Friedrich Nietzsche ao utilizar-se do primitivo espírito grego, reconheceu no devir, na cinemática dos objetos, a essência de um fato; Criticava a opção da filosofia grega ou por Apolo ou por Dionísio. Ele via o universo em um jogo constante, alternando seu destino entre estas duas forças. Ele via o pathos trágico se nutrindo do saber de que tudo é uno. A vida e a morte seriam lados de uma mesma moeda. A vitória e o fracasso apenas dois caminhos possíveis de um mesmo destino. No pathos trágico, Apolo e Dionísio são idênticos. Unos.
A verdadeira dimensão da realidade está num recriar, numa renovação constante; E nisto Thomas Edison foi genial, ainda que instintivamente, sabia que na balança da vida, há um permanente equilibrar-se destas duas forças, e que deste equilíbrio, sempre resultariam novos valores, ideias e possibilidades, variando conforme a diversificação e a intensidade de suas forças. Sendo assim vencer ou perder não é o mais importante ou o que faça a diferença, o que importa é a introdução, em cada ato, de mais acréscimos de força, mais movimentação, mais criatividade, pois é a vontade da potência que dará ao homem o sentido ativo da arte e a vontade de prosseguir. Em seu ideal, cada fracasso em criar a lâmpada elétrica, era apenas uma nova maneira de não se fazer a lâmpada.

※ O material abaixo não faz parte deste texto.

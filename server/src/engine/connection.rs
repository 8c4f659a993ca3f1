//! Hub-side handle for one live connection.
//!
//! Outbound frames go through a bounded [`Backlog`]. Whoever enqueues onto an
//! idle backlog becomes the drainer and spawns a task that sends frames one
//! at a time until the queue is empty; everyone else just enqueues.

use std::collections::VecDeque;
use std::sync::atomic::{AtomicBool, AtomicI64, AtomicU8, AtomicU64, Ordering};
use std::sync::{Arc, Mutex};

use chrono::{DateTime, TimeZone, Utc};
use futures_util::future::BoxFuture;
use tokio_util::sync::CancellationToken;
use tracing::{debug, warn};
use uuid::Uuid;

use super::bandwidth::BandwidthLedger;

/// Transport side of a connection.
pub trait FrameSink: Send + Sync {
    fn send(&self, frame: String) -> BoxFuture<'_, Result<(), String>>;
}

/// Bounded drop-oldest queue of pending outbound frames.
#[derive(Debug)]
pub struct Backlog {
    queue: Mutex<VecDeque<String>>,
    draining: AtomicBool,
    capacity: usize,
    dropped: AtomicU64,
}

impl Backlog {
    pub fn new(capacity: usize) -> Self {
        Self {
            queue: Mutex::new(VecDeque::with_capacity(capacity)),
            draining: AtomicBool::new(false),
            capacity: capacity.max(1),
            dropped: AtomicU64::new(0),
        }
    }

    /// Queue a frame. Returns `true` when the oldest pending frame had to
    /// be dropped to make room.
    pub fn enqueue(&self, frame: String) -> bool {
        let mut queue = self.lock();
        queue.push_back(frame);
        if queue.len() > self.capacity {
            queue.pop_front();
            let dropped = self.dropped.fetch_add(1, Ordering::Relaxed) + 1;
            warn!(
                capacity = self.capacity,
                total_dropped = dropped,
                "outbound backlog full, dropped oldest frame"
            );
            return true;
        }
        false
    }

    pub fn len(&self) -> usize {
        self.lock().len()
    }

    pub fn is_empty(&self) -> bool {
        self.lock().is_empty()
    }

    pub fn dropped(&self) -> u64 {
        self.dropped.load(Ordering::Relaxed)
    }

    /// Claim the drainer role. Only one caller wins until `release`.
    fn try_claim(&self) -> bool {
        self.draining
            .compare_exchange(false, true, Ordering::AcqRel, Ordering::Acquire)
            .is_ok()
    }

    fn release(&self) {
        self.draining.store(false, Ordering::Release);
    }

    pub fn is_draining(&self) -> bool {
        self.draining.load(Ordering::Acquire)
    }

    fn pop(&self) -> Option<String> {
        self.lock().pop_front()
    }

    #[cfg(test)]
    fn pending(&self) -> Vec<String> {
        self.lock().iter().cloned().collect()
    }

    fn lock(&self) -> std::sync::MutexGuard<'_, VecDeque<String>> {
        self.queue.lock().unwrap_or_else(|e| e.into_inner())
    }
}

const STATE_OPEN: u8 = 0;
const STATE_CLOSING: u8 = 1;
const STATE_CLOSED: u8 = 2;

/// Transport state as the hub sees it.
#[derive(Debug, Clone, Copy, PartialEq, Eq)]
pub enum TransportState {
    Open,
    Closing,
    Closed,
}

/// One live connection: binding, liveness and the outbound backlog.
pub struct Connection {
    id: Uuid,
    peer: String,
    /// Bound identity, 0 while unbound.
    uid: AtomicU64,
    session_id: AtomicU64,
    last_ping_ms: AtomicI64,
    state: AtomicU8,
    close_signal: CancellationToken,
    backlog: Backlog,
    sink: Arc<dyn FrameSink>,
    bandwidth: Arc<BandwidthLedger>,
}

impl std::fmt::Debug for Connection {
    fn fmt(&self, f: &mut std::fmt::Formatter<'_>) -> std::fmt::Result {
        f.debug_struct("Connection")
            .field("id", &self.id)
            .field("peer", &self.peer)
            .field("uid", &self.uid())
            .field("state", &self.state())
            .finish()
    }
}

impl Connection {
    pub fn new(
        peer: impl Into<String>,
        sink: Arc<dyn FrameSink>,
        bandwidth: Arc<BandwidthLedger>,
        backlog_size: usize,
    ) -> Arc<Self> {
        Arc::new(Self {
            id: Uuid::new_v4(),
            peer: peer.into(),
            uid: AtomicU64::new(0),
            session_id: AtomicU64::new(0),
            last_ping_ms: AtomicI64::new(Utc::now().timestamp_millis()),
            state: AtomicU8::new(STATE_OPEN),
            close_signal: CancellationToken::new(),
            backlog: Backlog::new(backlog_size),
            sink,
            bandwidth,
        })
    }

    pub fn id(&self) -> Uuid {
        self.id
    }

    pub fn peer(&self) -> &str {
        &self.peer
    }

    pub fn uid(&self) -> u64 {
        self.uid.load(Ordering::Acquire)
    }

    pub fn is_bound(&self) -> bool {
        self.uid() != 0
    }

    /// Only the hub calls this, under its registry lock.
    pub(crate) fn bind(&self, uid: u64, session_id: u64) {
        self.session_id.store(session_id, Ordering::Release);
        self.uid.store(uid, Ordering::Release);
    }

    pub(crate) fn unbind(&self) -> u64 {
        self.uid.swap(0, Ordering::AcqRel)
    }

    pub fn session_id(&self) -> u64 {
        self.session_id.load(Ordering::Acquire)
    }

    pub fn touch_ping_at(&self, now: DateTime<Utc>) {
        self.last_ping_ms.store(now.timestamp_millis(), Ordering::Release);
    }

    pub fn last_ping(&self) -> DateTime<Utc> {
        Utc.timestamp_millis_opt(self.last_ping_ms.load(Ordering::Acquire))
            .single()
            .unwrap_or_else(Utc::now)
    }

    pub fn state(&self) -> TransportState {
        match self.state.load(Ordering::Acquire) {
            STATE_OPEN => TransportState::Open,
            STATE_CLOSING => TransportState::Closing,
            _ => TransportState::Closed,
        }
    }

    /// Ask the transport to shut down. Safe to call more than once.
    pub fn close(&self) {
        let _ = self
            .state
            .compare_exchange(STATE_OPEN, STATE_CLOSING, Ordering::AcqRel, Ordering::Acquire);
        self.close_signal.cancel();
    }

    /// The transport finished shutting down.
    pub fn mark_closed(&self) {
        self.state.store(STATE_CLOSED, Ordering::Release);
        self.close_signal.cancel();
    }

    /// Resolves once `close` or `mark_closed` has been called.
    pub fn close_signal(&self) -> CancellationToken {
        self.close_signal.clone()
    }

    pub fn backlog(&self) -> &Backlog {
        &self.backlog
    }

    /// Queue a frame and make sure someone is draining.
    pub fn push(self: &Arc<Self>, frame: String) {
        if self.state() == TransportState::Closed {
            debug!(conn = %self.id, "dropping frame for closed connection");
            return;
        }
        if self.backlog.enqueue(frame) {
            warn!(conn = %self.id, uid = self.uid(), "slow client, frame dropped");
        }
        if self.backlog.try_claim() {
            let conn = Arc::clone(self);
            tokio::spawn(async move { conn.drain().await });
        }
    }

    async fn drain(self: Arc<Self>) {
        loop {
            while let Some(frame) = self.backlog.pop() {
                let bytes = frame.len();
                match self.sink.send(frame).await {
                    Ok(()) => self.bandwidth.record_out(bytes),
                    Err(e) => warn!(conn = %self.id, error = %e, "failed to send frame"),
                }
            }
            self.backlog.release();
            // A producer may have enqueued between the last pop and release
            // and then lost the claim to us.
            if self.backlog.is_empty() || !self.backlog.try_claim() {
                break;
            }
        }
    }
}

Sendo assim haverá vitórias que serão boas e outras que corromperão; derrotas que arruinarão e outras que despertarão o ser. Alguém disse que na vida, não existem soluções. O que existem, são forças em marcha. E é preciso criá-las e, então, a elas, seguir-se-ão as soluções. Desta ótica ser vencedor ou derrotado não importa mais, se houver equilíbrio entre a inspiração dionisíaca e o empenho e o método apolíneo, haverá sucesso.
Termino voltando a Fernando Pessoa e me perguntando: “Então sou só eu que é vil e errôneo nesta terra?”.